ACTIVITY: Look below for the line that contains "of one page.", then copy it and each following line exactly, through and including the line that contains "for (t, table)".

Dataset excerpts:
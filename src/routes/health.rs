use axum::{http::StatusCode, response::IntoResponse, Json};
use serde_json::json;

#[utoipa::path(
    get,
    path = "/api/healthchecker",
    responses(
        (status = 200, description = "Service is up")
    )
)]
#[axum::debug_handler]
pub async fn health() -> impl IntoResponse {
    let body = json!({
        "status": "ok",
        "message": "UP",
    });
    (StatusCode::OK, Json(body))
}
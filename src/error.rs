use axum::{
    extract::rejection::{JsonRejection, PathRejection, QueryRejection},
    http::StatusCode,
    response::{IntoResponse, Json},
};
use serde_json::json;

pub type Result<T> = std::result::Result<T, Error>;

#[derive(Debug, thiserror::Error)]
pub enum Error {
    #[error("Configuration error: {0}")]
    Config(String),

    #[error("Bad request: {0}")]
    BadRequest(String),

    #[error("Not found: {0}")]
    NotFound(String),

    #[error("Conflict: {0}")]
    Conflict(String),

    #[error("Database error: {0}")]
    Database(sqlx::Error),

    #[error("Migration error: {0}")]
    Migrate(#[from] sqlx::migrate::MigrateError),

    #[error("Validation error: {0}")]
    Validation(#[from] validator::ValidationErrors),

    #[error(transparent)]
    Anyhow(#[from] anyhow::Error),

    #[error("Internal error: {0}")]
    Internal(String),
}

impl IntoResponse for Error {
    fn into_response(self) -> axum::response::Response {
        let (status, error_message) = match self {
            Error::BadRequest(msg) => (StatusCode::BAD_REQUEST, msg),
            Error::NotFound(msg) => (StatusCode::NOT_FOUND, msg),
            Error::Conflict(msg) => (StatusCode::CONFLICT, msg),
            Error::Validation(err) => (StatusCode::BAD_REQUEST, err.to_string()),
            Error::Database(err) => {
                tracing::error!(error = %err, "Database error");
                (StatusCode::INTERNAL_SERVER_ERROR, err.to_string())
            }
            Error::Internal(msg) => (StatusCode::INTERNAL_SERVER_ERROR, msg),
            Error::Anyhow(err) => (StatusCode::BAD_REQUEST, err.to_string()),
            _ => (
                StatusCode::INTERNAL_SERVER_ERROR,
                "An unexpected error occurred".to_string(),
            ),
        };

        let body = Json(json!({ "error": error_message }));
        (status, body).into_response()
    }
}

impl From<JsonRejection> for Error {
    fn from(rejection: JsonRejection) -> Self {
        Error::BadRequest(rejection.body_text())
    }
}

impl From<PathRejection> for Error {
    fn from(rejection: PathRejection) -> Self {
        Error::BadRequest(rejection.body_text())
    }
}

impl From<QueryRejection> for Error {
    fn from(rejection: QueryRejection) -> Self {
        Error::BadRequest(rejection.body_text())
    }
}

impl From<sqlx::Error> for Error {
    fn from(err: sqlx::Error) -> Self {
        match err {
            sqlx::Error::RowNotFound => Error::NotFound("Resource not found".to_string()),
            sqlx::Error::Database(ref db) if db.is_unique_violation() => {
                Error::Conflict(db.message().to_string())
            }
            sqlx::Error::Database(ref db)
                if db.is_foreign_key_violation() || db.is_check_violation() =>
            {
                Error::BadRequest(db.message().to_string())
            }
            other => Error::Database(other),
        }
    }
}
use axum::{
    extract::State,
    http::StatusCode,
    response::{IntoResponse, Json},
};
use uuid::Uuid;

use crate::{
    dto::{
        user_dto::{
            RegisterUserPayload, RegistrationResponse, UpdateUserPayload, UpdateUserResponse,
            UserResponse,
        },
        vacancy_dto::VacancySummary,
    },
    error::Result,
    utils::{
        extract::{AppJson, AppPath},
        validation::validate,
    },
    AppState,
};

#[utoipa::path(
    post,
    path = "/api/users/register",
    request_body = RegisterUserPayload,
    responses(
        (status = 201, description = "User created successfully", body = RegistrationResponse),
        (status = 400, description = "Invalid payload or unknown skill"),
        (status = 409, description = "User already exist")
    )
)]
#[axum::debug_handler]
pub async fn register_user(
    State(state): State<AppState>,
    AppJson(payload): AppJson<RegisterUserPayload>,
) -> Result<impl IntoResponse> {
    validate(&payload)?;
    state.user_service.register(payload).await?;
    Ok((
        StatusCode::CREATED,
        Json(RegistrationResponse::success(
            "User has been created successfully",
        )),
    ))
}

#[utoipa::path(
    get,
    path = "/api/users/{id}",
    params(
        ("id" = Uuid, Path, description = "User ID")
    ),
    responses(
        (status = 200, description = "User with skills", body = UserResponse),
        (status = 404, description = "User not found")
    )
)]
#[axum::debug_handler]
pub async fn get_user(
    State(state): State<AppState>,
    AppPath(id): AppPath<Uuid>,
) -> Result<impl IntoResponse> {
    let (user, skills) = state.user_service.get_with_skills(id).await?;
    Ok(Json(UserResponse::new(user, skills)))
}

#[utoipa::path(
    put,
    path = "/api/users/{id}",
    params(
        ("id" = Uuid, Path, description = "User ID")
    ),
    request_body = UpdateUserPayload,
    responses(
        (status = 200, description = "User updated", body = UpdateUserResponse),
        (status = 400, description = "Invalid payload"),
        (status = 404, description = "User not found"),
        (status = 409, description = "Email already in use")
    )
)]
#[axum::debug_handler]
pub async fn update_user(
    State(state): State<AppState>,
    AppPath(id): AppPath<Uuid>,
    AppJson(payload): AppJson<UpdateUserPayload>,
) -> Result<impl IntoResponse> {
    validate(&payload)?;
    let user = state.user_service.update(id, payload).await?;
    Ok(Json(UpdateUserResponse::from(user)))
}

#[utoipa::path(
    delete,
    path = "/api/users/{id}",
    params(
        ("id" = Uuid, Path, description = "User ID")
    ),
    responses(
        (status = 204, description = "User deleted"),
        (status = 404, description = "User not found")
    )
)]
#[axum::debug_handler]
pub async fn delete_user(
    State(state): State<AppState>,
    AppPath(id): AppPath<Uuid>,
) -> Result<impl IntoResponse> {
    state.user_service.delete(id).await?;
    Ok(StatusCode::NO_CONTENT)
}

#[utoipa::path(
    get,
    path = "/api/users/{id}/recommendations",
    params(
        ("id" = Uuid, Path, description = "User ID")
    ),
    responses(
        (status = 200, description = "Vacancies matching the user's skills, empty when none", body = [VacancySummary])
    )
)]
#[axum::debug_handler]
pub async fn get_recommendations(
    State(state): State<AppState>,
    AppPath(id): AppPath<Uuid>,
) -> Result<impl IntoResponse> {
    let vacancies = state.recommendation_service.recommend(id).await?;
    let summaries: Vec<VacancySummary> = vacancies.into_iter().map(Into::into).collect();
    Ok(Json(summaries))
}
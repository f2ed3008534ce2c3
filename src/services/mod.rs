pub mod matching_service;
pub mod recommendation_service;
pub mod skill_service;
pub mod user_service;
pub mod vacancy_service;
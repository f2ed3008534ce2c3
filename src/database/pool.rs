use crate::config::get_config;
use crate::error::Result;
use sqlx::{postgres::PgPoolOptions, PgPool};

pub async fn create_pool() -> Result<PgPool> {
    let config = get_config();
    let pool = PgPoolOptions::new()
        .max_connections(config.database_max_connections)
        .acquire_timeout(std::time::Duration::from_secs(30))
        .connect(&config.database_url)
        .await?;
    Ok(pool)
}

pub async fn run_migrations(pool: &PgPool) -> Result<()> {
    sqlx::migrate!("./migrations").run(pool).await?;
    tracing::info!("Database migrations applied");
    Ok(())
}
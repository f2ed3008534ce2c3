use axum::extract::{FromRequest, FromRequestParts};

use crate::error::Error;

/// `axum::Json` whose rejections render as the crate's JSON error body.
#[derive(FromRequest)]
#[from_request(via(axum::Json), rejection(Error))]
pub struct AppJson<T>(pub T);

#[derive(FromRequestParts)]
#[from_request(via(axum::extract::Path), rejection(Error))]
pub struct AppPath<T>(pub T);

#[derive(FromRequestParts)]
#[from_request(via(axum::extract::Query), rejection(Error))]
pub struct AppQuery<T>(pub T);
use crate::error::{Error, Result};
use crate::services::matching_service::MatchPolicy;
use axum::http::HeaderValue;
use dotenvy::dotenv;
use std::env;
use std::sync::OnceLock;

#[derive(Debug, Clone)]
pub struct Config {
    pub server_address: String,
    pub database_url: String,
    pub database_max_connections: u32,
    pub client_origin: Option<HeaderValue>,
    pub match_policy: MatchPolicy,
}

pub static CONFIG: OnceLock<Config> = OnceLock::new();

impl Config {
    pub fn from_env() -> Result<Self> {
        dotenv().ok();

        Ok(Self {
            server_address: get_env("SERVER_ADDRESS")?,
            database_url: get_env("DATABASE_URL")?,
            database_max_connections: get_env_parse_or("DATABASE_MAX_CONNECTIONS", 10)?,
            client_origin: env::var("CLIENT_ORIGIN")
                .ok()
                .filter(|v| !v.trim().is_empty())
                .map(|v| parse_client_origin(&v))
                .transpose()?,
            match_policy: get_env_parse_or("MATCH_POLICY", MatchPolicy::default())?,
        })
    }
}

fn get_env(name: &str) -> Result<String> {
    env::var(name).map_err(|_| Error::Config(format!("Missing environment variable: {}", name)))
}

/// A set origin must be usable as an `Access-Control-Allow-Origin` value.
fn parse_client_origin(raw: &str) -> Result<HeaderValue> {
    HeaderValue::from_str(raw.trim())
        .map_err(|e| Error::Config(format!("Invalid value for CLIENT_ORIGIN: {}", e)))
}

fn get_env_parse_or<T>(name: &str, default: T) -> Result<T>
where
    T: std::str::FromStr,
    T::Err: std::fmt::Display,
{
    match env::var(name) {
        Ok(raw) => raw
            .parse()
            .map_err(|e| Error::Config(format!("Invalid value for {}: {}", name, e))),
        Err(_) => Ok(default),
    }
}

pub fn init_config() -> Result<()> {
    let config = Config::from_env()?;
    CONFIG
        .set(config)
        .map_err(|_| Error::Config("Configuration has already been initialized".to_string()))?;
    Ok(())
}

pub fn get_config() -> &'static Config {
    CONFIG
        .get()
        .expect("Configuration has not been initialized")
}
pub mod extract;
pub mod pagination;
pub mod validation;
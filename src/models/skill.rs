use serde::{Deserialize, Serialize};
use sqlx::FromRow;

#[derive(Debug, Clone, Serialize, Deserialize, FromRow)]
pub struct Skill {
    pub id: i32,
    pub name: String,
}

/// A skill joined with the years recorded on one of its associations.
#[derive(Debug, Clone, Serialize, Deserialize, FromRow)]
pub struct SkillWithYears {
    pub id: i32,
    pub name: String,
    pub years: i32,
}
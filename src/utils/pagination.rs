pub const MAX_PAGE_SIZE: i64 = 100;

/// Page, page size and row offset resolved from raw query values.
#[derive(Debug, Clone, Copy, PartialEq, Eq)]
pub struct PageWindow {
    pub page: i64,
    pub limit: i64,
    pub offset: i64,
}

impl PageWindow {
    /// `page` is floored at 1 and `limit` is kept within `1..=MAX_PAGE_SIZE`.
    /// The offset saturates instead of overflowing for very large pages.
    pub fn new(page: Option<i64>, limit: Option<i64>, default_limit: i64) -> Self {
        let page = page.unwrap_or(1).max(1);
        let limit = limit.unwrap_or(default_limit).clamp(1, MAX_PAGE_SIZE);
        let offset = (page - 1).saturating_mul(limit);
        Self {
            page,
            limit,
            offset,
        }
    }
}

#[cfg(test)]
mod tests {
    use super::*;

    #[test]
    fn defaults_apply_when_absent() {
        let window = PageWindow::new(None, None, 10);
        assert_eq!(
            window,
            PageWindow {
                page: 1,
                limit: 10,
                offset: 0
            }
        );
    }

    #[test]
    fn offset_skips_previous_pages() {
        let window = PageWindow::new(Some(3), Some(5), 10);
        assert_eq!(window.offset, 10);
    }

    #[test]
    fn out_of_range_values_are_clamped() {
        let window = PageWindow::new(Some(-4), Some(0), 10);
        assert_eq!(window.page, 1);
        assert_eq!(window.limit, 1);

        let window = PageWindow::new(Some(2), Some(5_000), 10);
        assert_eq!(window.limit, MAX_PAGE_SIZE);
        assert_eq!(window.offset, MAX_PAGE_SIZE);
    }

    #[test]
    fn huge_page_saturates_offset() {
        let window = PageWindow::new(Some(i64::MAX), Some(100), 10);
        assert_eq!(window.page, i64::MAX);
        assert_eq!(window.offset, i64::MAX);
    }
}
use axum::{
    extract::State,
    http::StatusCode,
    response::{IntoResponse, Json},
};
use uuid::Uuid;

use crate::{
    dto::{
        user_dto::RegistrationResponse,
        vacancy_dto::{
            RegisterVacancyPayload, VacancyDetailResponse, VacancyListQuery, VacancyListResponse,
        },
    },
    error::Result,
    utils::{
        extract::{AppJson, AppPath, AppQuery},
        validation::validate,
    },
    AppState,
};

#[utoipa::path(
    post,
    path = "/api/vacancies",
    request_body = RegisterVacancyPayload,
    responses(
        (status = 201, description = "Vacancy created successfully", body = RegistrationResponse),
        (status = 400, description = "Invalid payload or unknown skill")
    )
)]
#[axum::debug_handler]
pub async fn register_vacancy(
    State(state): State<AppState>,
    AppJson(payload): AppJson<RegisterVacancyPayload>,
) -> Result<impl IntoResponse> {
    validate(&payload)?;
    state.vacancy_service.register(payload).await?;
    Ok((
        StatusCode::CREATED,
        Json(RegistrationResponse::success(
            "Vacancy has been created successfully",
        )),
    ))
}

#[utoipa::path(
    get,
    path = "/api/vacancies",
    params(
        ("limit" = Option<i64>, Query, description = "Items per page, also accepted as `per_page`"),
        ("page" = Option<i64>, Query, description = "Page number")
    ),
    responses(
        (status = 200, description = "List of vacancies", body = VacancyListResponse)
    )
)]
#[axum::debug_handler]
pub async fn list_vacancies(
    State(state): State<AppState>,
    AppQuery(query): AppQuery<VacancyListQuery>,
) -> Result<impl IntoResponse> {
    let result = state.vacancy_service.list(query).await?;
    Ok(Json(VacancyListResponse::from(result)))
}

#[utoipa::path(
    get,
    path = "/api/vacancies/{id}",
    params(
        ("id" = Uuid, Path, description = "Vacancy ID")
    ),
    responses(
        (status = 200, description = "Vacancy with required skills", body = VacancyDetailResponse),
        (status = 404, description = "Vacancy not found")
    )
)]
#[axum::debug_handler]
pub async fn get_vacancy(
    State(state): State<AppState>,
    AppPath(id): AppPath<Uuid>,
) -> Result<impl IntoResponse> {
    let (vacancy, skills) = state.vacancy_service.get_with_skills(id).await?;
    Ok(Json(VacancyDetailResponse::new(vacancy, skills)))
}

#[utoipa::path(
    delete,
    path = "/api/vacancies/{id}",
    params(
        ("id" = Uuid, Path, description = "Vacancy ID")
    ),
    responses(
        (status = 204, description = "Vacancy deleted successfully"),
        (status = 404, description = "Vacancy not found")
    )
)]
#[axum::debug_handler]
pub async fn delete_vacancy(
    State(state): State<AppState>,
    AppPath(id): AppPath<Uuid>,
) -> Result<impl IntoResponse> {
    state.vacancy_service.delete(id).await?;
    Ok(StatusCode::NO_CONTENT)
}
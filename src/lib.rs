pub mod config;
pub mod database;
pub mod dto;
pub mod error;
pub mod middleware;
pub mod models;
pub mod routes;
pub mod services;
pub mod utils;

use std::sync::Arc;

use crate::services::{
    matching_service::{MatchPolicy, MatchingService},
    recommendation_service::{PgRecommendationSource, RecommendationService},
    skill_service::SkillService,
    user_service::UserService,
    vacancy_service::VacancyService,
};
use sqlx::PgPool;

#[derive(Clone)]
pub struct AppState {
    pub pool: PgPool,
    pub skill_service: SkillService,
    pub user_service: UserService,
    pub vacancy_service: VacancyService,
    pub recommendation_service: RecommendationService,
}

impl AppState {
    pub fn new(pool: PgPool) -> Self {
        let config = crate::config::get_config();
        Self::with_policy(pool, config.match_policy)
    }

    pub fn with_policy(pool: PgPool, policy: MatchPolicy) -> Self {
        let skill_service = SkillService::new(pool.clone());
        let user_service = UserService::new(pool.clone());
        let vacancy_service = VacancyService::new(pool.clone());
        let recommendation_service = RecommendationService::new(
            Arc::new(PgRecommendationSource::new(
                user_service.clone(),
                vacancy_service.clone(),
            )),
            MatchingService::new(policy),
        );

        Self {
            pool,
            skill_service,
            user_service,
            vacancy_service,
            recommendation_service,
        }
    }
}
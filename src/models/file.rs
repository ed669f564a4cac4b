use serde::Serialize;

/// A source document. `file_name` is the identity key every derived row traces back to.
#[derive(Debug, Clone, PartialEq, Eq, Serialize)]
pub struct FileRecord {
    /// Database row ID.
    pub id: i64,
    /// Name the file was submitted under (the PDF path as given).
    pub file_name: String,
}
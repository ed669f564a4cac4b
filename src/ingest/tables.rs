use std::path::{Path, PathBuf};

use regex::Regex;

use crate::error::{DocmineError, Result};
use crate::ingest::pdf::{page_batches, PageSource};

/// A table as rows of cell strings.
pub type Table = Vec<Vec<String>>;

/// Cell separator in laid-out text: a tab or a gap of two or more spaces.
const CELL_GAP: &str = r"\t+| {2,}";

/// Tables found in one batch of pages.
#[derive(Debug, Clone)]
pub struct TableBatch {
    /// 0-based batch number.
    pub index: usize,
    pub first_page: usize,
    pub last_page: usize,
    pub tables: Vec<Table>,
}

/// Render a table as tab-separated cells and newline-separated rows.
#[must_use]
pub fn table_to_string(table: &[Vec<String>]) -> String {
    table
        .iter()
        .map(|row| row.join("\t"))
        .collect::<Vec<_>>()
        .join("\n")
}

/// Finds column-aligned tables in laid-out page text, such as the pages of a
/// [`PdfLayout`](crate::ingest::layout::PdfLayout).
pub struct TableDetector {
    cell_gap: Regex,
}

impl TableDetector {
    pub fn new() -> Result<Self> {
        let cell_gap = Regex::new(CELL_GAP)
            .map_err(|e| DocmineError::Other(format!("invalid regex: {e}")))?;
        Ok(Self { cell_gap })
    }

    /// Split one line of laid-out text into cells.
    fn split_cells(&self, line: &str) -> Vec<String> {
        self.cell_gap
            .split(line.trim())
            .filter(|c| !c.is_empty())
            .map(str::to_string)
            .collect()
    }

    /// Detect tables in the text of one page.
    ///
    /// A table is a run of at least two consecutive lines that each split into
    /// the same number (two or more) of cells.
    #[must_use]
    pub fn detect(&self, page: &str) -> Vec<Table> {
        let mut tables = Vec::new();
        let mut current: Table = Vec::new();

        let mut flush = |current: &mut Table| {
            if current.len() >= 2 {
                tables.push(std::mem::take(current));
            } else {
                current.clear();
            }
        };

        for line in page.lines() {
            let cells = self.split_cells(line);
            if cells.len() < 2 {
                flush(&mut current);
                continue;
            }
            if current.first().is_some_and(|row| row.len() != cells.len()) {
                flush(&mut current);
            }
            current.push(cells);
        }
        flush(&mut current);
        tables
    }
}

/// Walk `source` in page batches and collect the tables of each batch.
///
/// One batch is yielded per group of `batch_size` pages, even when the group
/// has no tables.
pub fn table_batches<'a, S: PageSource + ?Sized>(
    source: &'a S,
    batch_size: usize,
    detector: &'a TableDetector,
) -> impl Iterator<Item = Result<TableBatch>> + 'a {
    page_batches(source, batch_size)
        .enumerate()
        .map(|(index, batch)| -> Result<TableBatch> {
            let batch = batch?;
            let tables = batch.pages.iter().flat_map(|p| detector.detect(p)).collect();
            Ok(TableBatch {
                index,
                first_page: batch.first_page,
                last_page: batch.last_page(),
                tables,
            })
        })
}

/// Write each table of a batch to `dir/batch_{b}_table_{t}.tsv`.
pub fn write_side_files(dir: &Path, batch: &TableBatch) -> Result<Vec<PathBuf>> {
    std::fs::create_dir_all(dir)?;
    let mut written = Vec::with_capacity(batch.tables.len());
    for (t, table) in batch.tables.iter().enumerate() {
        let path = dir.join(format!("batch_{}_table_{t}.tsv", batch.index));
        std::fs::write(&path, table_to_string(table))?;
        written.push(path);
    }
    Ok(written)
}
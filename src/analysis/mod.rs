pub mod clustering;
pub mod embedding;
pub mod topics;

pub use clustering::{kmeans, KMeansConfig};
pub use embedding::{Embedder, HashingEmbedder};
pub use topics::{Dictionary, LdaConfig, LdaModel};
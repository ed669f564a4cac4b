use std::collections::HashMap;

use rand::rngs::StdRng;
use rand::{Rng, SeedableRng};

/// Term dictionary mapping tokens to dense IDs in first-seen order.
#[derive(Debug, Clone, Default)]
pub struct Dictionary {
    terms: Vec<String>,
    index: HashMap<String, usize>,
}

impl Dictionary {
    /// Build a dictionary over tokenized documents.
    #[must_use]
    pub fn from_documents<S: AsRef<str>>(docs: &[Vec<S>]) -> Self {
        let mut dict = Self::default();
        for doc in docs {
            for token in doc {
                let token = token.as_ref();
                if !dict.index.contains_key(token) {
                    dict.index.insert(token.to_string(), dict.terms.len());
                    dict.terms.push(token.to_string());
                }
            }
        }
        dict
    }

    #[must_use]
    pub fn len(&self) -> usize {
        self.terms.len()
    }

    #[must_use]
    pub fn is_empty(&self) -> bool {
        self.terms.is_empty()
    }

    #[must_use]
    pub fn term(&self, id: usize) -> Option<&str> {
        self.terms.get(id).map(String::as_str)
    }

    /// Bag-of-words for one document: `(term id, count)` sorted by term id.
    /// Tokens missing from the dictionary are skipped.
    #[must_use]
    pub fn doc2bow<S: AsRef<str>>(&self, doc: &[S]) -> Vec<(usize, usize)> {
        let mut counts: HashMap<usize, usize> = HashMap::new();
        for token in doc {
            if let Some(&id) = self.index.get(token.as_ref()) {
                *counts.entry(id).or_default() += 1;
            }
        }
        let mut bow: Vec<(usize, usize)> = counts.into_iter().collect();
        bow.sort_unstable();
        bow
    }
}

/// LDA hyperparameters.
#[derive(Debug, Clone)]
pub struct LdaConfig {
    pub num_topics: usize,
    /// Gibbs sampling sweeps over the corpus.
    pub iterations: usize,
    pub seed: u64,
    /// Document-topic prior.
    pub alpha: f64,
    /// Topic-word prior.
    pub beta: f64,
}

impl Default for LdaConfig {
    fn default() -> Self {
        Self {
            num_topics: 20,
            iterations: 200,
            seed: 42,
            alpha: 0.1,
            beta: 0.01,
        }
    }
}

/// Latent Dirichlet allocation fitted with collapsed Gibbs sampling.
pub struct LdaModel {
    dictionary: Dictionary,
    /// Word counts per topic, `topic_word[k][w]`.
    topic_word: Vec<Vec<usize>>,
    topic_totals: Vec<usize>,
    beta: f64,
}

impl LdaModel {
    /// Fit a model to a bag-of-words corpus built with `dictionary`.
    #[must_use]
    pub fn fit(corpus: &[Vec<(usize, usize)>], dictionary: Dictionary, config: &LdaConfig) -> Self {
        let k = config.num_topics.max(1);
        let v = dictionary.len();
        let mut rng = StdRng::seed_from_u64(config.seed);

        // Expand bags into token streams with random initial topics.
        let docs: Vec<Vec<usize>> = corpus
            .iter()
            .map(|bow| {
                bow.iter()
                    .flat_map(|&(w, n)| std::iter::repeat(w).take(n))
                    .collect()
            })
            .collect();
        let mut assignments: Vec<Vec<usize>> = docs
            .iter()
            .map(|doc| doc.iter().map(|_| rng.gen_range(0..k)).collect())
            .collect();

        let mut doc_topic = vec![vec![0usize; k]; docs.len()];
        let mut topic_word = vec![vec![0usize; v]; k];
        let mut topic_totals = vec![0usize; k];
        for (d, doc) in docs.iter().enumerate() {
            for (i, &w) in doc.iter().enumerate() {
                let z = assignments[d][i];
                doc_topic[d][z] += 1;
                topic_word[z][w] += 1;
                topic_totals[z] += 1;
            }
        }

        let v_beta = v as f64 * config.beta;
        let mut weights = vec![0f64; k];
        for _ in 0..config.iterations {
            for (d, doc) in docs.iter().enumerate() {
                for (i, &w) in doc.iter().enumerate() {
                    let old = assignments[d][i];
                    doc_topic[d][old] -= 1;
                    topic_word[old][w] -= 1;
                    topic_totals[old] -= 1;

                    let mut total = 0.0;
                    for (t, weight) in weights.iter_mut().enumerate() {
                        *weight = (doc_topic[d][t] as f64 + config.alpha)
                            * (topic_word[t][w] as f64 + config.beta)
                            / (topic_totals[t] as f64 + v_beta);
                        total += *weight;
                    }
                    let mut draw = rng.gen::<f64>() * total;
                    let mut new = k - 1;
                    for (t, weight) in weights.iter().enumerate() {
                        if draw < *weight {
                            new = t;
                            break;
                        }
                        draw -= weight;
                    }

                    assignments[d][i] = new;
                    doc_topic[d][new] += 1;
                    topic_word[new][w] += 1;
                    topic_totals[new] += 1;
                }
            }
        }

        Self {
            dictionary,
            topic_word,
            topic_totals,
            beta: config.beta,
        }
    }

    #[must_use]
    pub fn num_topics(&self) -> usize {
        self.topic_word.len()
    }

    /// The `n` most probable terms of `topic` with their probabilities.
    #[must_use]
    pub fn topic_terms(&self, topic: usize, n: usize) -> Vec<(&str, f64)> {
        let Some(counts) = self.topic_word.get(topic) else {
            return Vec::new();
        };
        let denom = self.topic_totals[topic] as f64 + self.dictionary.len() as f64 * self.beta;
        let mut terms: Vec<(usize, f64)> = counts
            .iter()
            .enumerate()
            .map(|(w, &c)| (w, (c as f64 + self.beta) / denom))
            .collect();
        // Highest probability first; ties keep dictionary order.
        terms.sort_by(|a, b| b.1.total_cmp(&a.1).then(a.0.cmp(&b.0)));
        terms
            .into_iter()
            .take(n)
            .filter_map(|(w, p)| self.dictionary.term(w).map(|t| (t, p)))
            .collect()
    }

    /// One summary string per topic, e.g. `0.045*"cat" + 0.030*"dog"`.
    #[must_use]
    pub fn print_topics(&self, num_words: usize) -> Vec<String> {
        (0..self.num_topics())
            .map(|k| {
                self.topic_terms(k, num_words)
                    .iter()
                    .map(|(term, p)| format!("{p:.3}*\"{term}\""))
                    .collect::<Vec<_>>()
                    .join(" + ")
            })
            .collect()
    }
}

RESULT FOR THIS EXERCISE:
    /// Detect tables in the text of one page.
    ///
    /// A table is a run of at least two consecutive lines that each split into
    /// the same number (two or more) of cells.
    #[must_use]
    pub fn detect(&self, page: &str) -> Vec<Table> {
        let mut tables = Vec::new();
        let mut current: Table = Vec::new();

        let mut flush = |current: &mut Table| {
            if current.len() >= 2 {
                tables.push(std::mem::take(current));
            } else {
                current.clear();
            }
        };

        for line in page.lines() {
            let cells = self.split_cells(line);
            if cells.len() < 2 {
                flush(&mut current);
                continue;
            }
            if current.first().is_some_and(|row| row.len() != cells.len()) {
                flush(&mut current);
            }
            current.push(cells);
        }
        flush(&mut current);
        tables
    }
}

/// Walk `source` in page batches and collect the tables of each batch.
///
/// One batch is yielded per group of `batch_size` pages, even when the group
/// has no tables.
pub fn table_batches<'a, S: PageSource + ?Sized>(
    source: &'a S,
    batch_size: usize,
    detector: &'a TableDetector,
) -> impl Iterator<Item = Result<TableBatch>> + 'a {
    page_batches(source, batch_size)
        .enumerate()
        .map(|(index, batch)| -> Result<TableBatch> {
            let batch = batch?;
            let tables = batch.pages.iter().flat_map(|p| detector.detect(p)).collect();
            Ok(TableBatch {
                index,
                first_page: batch.first_page,
                last_page: batch.last_page(),
                tables,
            })
        })
}

/// Write each table of a batch to `dir/batch_{b}_table_{t}.tsv`.
pub fn write_side_files(dir: &Path, batch: &TableBatch) -> Result<Vec<PathBuf>> {
    std::fs::create_dir_all(dir)?;
    let mut written = Vec::with_capacity(batch.tables.len());
    for (t, table) in batch.tables.iter().enumerate() {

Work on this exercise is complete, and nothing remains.